Stored data
——

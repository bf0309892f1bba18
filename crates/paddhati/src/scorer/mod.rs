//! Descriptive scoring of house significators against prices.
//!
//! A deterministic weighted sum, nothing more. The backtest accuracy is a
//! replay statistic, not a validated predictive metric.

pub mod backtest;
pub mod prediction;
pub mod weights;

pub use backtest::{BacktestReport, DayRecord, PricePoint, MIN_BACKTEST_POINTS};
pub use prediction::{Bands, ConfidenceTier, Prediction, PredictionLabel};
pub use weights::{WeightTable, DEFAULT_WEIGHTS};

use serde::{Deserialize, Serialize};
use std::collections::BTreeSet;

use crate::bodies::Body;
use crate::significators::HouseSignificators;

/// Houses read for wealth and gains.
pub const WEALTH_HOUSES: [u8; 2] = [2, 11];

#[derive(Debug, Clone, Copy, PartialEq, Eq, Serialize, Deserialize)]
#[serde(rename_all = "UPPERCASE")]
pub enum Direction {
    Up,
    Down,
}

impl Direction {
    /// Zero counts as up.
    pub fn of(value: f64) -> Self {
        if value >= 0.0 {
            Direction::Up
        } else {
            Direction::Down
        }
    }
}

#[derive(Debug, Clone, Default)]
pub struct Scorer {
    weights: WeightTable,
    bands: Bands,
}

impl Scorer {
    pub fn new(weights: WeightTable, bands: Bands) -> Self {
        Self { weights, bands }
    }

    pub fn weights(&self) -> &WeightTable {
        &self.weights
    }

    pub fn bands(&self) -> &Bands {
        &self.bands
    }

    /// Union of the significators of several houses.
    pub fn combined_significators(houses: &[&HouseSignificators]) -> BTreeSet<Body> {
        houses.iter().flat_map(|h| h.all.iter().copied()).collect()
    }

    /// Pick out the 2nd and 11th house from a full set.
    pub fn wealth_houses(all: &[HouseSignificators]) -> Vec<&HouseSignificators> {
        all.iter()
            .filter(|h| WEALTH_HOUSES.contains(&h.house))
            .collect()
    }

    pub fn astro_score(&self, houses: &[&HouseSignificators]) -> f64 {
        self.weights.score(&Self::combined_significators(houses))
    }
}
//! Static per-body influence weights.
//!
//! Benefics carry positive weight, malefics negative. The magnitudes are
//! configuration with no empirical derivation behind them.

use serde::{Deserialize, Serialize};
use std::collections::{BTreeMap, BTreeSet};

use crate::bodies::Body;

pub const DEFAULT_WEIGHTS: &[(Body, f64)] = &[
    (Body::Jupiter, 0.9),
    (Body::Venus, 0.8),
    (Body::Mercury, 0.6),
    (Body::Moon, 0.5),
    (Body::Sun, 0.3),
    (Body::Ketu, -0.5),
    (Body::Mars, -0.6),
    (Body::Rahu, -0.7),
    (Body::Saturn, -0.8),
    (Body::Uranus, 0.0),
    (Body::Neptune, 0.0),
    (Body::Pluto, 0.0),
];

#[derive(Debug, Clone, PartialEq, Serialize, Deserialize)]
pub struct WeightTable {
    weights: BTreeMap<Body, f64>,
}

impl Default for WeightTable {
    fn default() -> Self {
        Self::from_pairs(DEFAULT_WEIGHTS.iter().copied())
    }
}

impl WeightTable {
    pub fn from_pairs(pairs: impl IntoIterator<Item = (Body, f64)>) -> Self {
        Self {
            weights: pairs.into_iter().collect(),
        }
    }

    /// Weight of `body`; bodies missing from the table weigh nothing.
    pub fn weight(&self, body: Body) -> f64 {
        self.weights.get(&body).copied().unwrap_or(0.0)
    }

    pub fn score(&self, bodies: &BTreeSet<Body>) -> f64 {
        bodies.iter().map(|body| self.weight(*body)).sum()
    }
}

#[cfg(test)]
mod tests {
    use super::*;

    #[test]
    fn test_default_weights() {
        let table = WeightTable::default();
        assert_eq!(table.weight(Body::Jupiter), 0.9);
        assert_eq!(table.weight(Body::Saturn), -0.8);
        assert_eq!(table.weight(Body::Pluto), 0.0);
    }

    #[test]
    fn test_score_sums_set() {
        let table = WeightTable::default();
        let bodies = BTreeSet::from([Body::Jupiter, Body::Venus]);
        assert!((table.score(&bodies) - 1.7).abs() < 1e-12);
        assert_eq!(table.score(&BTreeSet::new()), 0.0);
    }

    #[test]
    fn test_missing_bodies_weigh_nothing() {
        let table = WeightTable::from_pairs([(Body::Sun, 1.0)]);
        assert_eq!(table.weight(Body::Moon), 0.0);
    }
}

——

- Assignment -
Extract each line holding the word "Jupiter" from the records.

- Result for this task -
    (Body::Jupiter, 0.9),
        assert_eq!(table.weight(Body::Jupiter), 0.9);
        let bodies = BTreeSet::from([Body::Jupiter, Body::Venus]);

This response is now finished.